Livrai-nos da guerra

"Fui para a guerra cristão, lá passei a agnóstico e quando vim era ateu"

5.ª feira no Jornal da Noite

O testemunho dos intervenientes na Grande Reportagem Livrai-nos da Guerra

Ex-presidente da Associação de Deficientes das Forças Armadas, António Calvinho critica a Igreja nos anos da guerra colonial. Acusa-a de "cumplicidade" com o regime e a guerra. António Calvinho perdeu uma perna no rebentamento de uma mina, em Moçambique, onde fez duas comissões.

Soltou a raiva na escrita. No livro Trinta Facadas de Raiva reúne trinta textos que refletem o estado de alma, como o poema "A treze de maio (...)":
"A treze de maio Na cova da guerra Eram todos soldados (...) A treze de maio Noutra cova Outra gente Da mesma gente Arrastava o corpo e a alma Sangrava dos pés Da longa caminhada Oferecendo-se em holocausto Para que os barcos continuassem a descarregar cadáveres".
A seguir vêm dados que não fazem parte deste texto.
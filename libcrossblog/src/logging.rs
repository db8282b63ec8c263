//! Logging setup shared by the crossblog binaries
//!
//! Output always goes to stderr so that stdout stays reserved for the sync
//! summary. The format and level come from CLI flags, falling back to
//! `CROSSBLOG_LOG_FORMAT` / `CROSSBLOG_LOG_LEVEL`, and `RUST_LOG` overrides
//! both when set.
//!
//! ```no_run
//! use libcrossblog::logging::{LogFormat, LoggingConfig};
//!
//! LoggingConfig::from_env().with_format(LogFormat::Json).init();
//! ```

use std::str::FromStr;

use tracing_subscriber::EnvFilter;

pub const LOG_FORMAT_ENV: &str = "CROSSBLOG_LOG_FORMAT";
pub const LOG_LEVEL_ENV: &str = "CROSSBLOG_LOG_LEVEL";

#[derive(Debug, Clone, Copy, PartialEq, Eq, Default)]
pub enum LogFormat {
    /// Plain single-line output
    #[default]
    Text,
    /// One JSON object per line
    Json,
    /// Multi-line, colored
    Pretty,
}

impl FromStr for LogFormat {
    type Err = String;

    fn from_str(s: &str) -> Result<Self, Self::Err> {
        match s.to_lowercase().as_str() {
            "text" => Ok(LogFormat::Text),
            "json" => Ok(LogFormat::Json),
            "pretty" => Ok(LogFormat::Pretty),
            _ => Err(format!(
                "Invalid log format: '{}'. Valid options: text, json, pretty",
                s
            )),
        }
    }
}

impl std::fmt::Display for LogFormat {
    fn fmt(&self, f: &mut std::fmt::Formatter<'_>) -> std::fmt::Result {
        let name = match self {
            LogFormat::Text => "text",
            LogFormat::Json => "json",
            LogFormat::Pretty => "pretty",
        };
        f.write_str(name)
    }
}

#[derive(Debug, Clone, PartialEq, Eq)]
pub struct LoggingConfig {
    pub format: LogFormat,
    pub level: String,
    /// Forces `debug` unless `RUST_LOG` says otherwise
    pub verbose: bool,
}

impl Default for LoggingConfig {
    fn default() -> Self {
        Self {
            format: LogFormat::Text,
            level: "info".to_string(),
            verbose: false,
        }
    }
}

impl LoggingConfig {
    pub fn new(format: LogFormat, level: impl Into<String>, verbose: bool) -> Self {
        Self {
            format,
            level: level.into(),
            verbose,
        }
    }

    /// Read format and level from the environment
    ///
    /// Unparseable values fall back to the defaults (text, info).
    pub fn from_env() -> Self {
        let format = std::env::var(LOG_FORMAT_ENV)
            .ok()
            .and_then(|s| s.parse().ok())
            .unwrap_or_default();
        let level = std::env::var(LOG_LEVEL_ENV)
            .ok()
            .filter(|s| !s.trim().is_empty())
            .unwrap_or_else(|| "info".to_string());

        Self::new(format, level, false)
    }

    pub fn with_format(mut self, format: LogFormat) -> Self {
        self.format = format;
        self
    }

    pub fn with_verbose(mut self, verbose: bool) -> Self {
        self.verbose = verbose;
        self
    }

    /// The directive used when `RUST_LOG` is not set
    pub fn effective_level(&self) -> &str {
        if self.verbose {
            "debug"
        } else {
            &self.level
        }
    }

    /// Install the global subscriber
    ///
    /// Returns `false` if a subscriber was already installed (e.g. a second
    /// call in the same test process).
    pub fn init(&self) -> bool {
        let filter = EnvFilter::try_from_default_env()
            .unwrap_or_else(|_| EnvFilter::new(self.effective_level()));

        let installed = match self.format {
            LogFormat::Json => tracing_subscriber::fmt()
                .json()
                .with_env_filter(filter)
                .with_writer(std::io::stderr)
                .flatten_event(true)
                .with_current_span(true)
                .with_target(true)
                .try_init(),
            LogFormat::Pretty => tracing_subscriber::fmt()
                .pretty()
                .with_env_filter(filter)
                .with_writer(std::io::stderr)
                .with_line_number(true)
                .with_file(true)
                .try_init(),
            LogFormat::Text => tracing_subscriber::fmt()
                .with_env_filter(filter)
                .with_writer(std::io::stderr)
                .with_target(false)
                .with_ansi(false)
                .try_init(),
        };

        installed.is_ok()
    }
}
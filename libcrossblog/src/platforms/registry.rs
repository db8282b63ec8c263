//! Build platform instances from configuration entries
//!
//! Configuration keeps sources and destinations as raw tables so one malformed
//! entry does not prevent the others from being used. Entries are validated
//! only when requested, and errors name the offending entry.

use reqwest::Client;
use std::sync::Arc;
use tracing::debug;

use crate::config::Config;
use crate::convert::{Html2MdConverter, MarkdownConverter};
use crate::error::{ConfigError, CrossblogError, Result};
use crate::platforms::local_markdown::LocalMarkdown;
use crate::platforms::remote_blog::RemoteBlog;
use crate::platforms::{Destination, PlatformInstance, Source};
use crate::types::PlatformKind;

const SOURCE_ROLE: &str = "source";
const DESTINATION_ROLE: &str = "destination";

/// Factory for configured platforms
#[derive(Clone)]
pub struct Registry {
    http: Client,
    converter: Arc<dyn MarkdownConverter>,
    api_base: String,
}

impl Registry {
    pub fn new(config: &Config) -> Self {
        Self {
            http: Client::new(),
            converter: Arc::new(Html2MdConverter),
            api_base: config.remote_blog.api_base.clone(),
        }
    }

    /// Build a source from one `[[sources]]` entry
    pub fn create_source(&self, entry: &toml::Value) -> Result<Box<dyn Source>> {
        Ok(self.create(entry, SOURCE_ROLE)?.into_source())
    }

    /// Build a destination from one `[[destinations]]` entry
    pub fn create_destination(&self, entry: &toml::Value) -> Result<Box<dyn Destination>> {
        Ok(self.create(entry, DESTINATION_ROLE)?.into_destination())
    }

    /// Build the named sources and destinations, in the order requested
    ///
    /// Entries that were not asked for are never constructed, so they may be
    /// malformed without affecting the run.
    pub fn load(
        &self,
        sources: &[toml::Value],
        destinations: &[toml::Value],
        source_names: &[String],
        destination_names: &[String],
    ) -> Result<(Vec<Box<dyn Source>>, Vec<Box<dyn Destination>>)> {
        let sources = select(SOURCE_ROLE, sources, source_names)?
            .into_iter()
            .map(|entry| self.create_source(entry))
            .collect::<Result<Vec<_>>>()?;

        let destinations = select(DESTINATION_ROLE, destinations, destination_names)?
            .into_iter()
            .map(|entry| self.create_destination(entry))
            .collect::<Result<Vec<_>>>()?;

        Ok((sources, destinations))
    }

    fn create(&self, entry: &toml::Value, role: &'static str) -> Result<PlatformInstance> {
        if !entry.is_table() {
            return Err(ConfigError::InvalidField {
                field: format!("{} entry", role),
                reason: format!("expected a table, found {}", entry.type_str()),
            }
            .into());
        }

        let name = entry_name(entry).ok_or_else(|| {
            ConfigError::MissingField(format!("name (in a {} entry)", role))
        })?;

        let kind_str = required_str(entry, "type", role, name)?;
        let kind: PlatformKind = kind_str.parse().map_err(|_| {
            ConfigError::UnknownPlatform(format!("{} (in {} '{}')", kind_str, role, name))
        })?;

        let instance = match kind {
            PlatformKind::RemoteBlog => {
                let blog_url = required_str(entry, "blog_url", role, name)?;
                PlatformInstance::RemoteBlog(RemoteBlog::new(
                    name,
                    blog_url,
                    self.api_base.clone(),
                    self.http.clone(),
                    Arc::clone(&self.converter),
                ))
            }
            PlatformKind::LocalMarkdown => {
                let content_dir = required_str(entry, "content_dir", role, name)?;
                let overwrite = optional_bool(entry, "overwrite", role, name)?.unwrap_or(false);
                let content_dir = shellexpand::tilde(content_dir).into_owned();
                PlatformInstance::LocalMarkdown(LocalMarkdown::new(name, content_dir, overwrite))
            }
        };

        debug!(role, name, kind = %instance.kind(), "Created platform");
        Ok(instance)
    }
}

fn entry_name(entry: &toml::Value) -> Option<&str> {
    entry
        .get("name")
        .and_then(|v| v.as_str())
        .filter(|s| !s.trim().is_empty())
}

fn required_str<'a>(
    entry: &'a toml::Value,
    field: &str,
    role: &str,
    name: &str,
) -> Result<&'a str> {
    match entry.get(field) {
        None => Err(ConfigError::MissingField(format!("{} (in {} '{}')", field, role, name)).into()),
        Some(value) => value
            .as_str()
            .filter(|s| !s.trim().is_empty())
            .ok_or_else(|| {
                ConfigError::InvalidField {
                    field: format!("{} (in {} '{}')", field, role, name),
                    reason: "expected a non-empty string".to_string(),
                }
                .into()
            }),
    }
}

fn optional_bool(entry: &toml::Value, field: &str, role: &str, name: &str) -> Result<Option<bool>> {
    match entry.get(field) {
        None => Ok(None),
        Some(value) => value.as_bool().map(Some).ok_or_else(|| {
            ConfigError::InvalidField {
                field: format!("{} (in {} '{}')", field, role, name),
                reason: "expected true or false".to_string(),
            }
            .into()
        }),
    }
}

/// Pick the entries for `wanted`, preserving the requested order
fn select<'a>(
    role: &'static str,
    entries: &'a [toml::Value],
    wanted: &[String],
) -> Result<Vec<&'a toml::Value>> {
    for (index, entry) in entries.iter().enumerate() {
        if !entry.is_table() {
            debug!(role, index, kind = entry.type_str(), "Ignoring entry that is not a table");
        } else if entry_name(entry).is_none() {
            debug!(role, index, "Ignoring entry without a name");
        }
    }

    wanted
        .iter()
        .map(|name| {
            let mut matches = entries
                .iter()
                .filter(|entry| entry_name(entry) == Some(name.as_str()));

            match (matches.next(), matches.next()) {
                (Some(entry), None) => Ok(entry),
                (Some(_), Some(_)) => Err(ConfigError::DuplicateName {
                    role,
                    name: name.clone(),
                }
                .into()),
                (None, _) => Err(CrossblogError::NotFound(format!(
                    "{} '{}' is not defined in the configuration",
                    role, name
                ))),
            }
        })
        .collect()
}
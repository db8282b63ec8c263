//! Error types for Crossblog

use thiserror::Error;

use crate::oauth::OAuthError;

pub type Result<T> = std::result::Result<T, CrossblogError>;

#[derive(Error, Debug)]
pub enum CrossblogError {
    #[error("Configuration error: {0}")]
    Config(#[from] ConfigError),

    #[error("Platform error: {0}")]
    Platform(#[from] PlatformError),

    #[error("OAuth error: {0}")]
    OAuth(#[from] OAuthError),

    #[error("Not found: {0}")]
    NotFound(String),

    #[error("Invalid input: {0}")]
    InvalidInput(String),

    #[error("IO error: {0}")]
    Io(#[from] std::io::Error),

    /// Wraps an error with the sync step that produced it
    #[error("{step} failed: {source}")]
    Step {
        step: String,
        #[source]
        source: Box<CrossblogError>,
    },

    #[error("Failed to push to {} destination(s): {}", .0.len(), .0.join(", "))]
    PartialFailure(Vec<String>),
}

/// Coarse classification of any error, independent of where it was raised
#[derive(Debug, Clone, Copy, PartialEq, Eq)]
pub enum ErrorKind {
    Config,
    Auth,
    Transport,
    Timeout,
    NotFound,
    Conversion,
    AlreadyExists,
    Unsupported,
    InvalidInput,
    Io,
    PartialFailure,
}

impl CrossblogError {
    /// Attach the name of the failed step to an error
    pub fn in_step(self, step: impl Into<String>) -> Self {
        CrossblogError::Step {
            step: step.into(),
            source: Box::new(self),
        }
    }

    /// Classify this error, looking through step wrappers
    pub fn kind(&self) -> ErrorKind {
        match self {
            CrossblogError::Config(_) => ErrorKind::Config,
            CrossblogError::Platform(e) => e.kind(),
            CrossblogError::OAuth(e) => e.kind(),
            CrossblogError::NotFound(_) => ErrorKind::NotFound,
            CrossblogError::InvalidInput(_) => ErrorKind::InvalidInput,
            CrossblogError::Io(_) => ErrorKind::Io,
            CrossblogError::Step { source, .. } => source.kind(),
            CrossblogError::PartialFailure(_) => ErrorKind::PartialFailure,
        }
    }

    /// Returns the appropriate exit code for this error
    pub fn exit_code(&self) -> i32 {
        match self.kind() {
            ErrorKind::InvalidInput => 3,
            ErrorKind::Auth | ErrorKind::Timeout => 2,
            _ => 1,
        }
    }
}

#[derive(Error, Debug)]
pub enum ConfigError {
    #[error("Failed to read config file: {0}")]
    ReadError(#[source] std::io::Error),

    #[error("Failed to write config file: {0}")]
    WriteError(#[source] std::io::Error),

    #[error("Failed to parse config: {0}")]
    ParseError(#[from] toml::de::Error),

    #[error("Failed to serialize config: {0}")]
    SerializeError(#[from] toml::ser::Error),

    #[error("Missing required field: {0}")]
    MissingField(String),

    #[error("Invalid field {field}: {reason}")]
    InvalidField { field: String, reason: String },

    #[error("Unknown platform type: {0}")]
    UnknownPlatform(String),

    #[error("Duplicate {role} name: {name}")]
    DuplicateName { role: &'static str, name: String },
}

#[derive(Error, Debug, Clone)]
pub enum PlatformError {
    #[error("Authentication failed: {0}")]
    Authentication(String),

    #[error("Network error: {0}")]
    Network(String),

    #[error("Not found: {0}")]
    NotFound(String),

    #[error("Markdown conversion failed: {0}")]
    Conversion(String),

    #[error("Already exists: {0}")]
    AlreadyExists(String),

    #[error("Not implemented: {0}")]
    NotImplemented(String),
}

impl PlatformError {
    pub fn kind(&self) -> ErrorKind {
        match self {
            PlatformError::Authentication(_) => ErrorKind::Auth,
            PlatformError::Network(_) => ErrorKind::Transport,
            PlatformError::NotFound(_) => ErrorKind::NotFound,
            PlatformError::Conversion(_) => ErrorKind::Conversion,
            PlatformError::AlreadyExists(_) => ErrorKind::AlreadyExists,
            PlatformError::NotImplemented(_) => ErrorKind::Unsupported,
        }
    }
}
O ex-combatente recorda o fatídico dia em que foi mutilado e conta a travessia que fez, na guerra, da crença à descrença: "Fui para a guerra com algum conteúdo cristão, católico. Lá passei a agnóstico e quando vim era ateu".


Respeitava os soldados que rezavam o terço para atenuar o medo, mas considera que a fé, particularmente "o papel de Nossa Senhora de Fátima, devia ser o de ir junto dos políticos para que entrassem em diálogo". Provavelmente, deduz, "o núcleo duro do fascismo não deixou" e "a Igreja abafava os que criticavam a guerra".


O historiador António Matos Ferreira distingue em Fátima a vertente institucional e política da devocional e experiêncial: "A dimensão sacrificial e reparadora que existe no contexto do santuário de Fátima não é para haver mais guerra, é para haver menos guerra".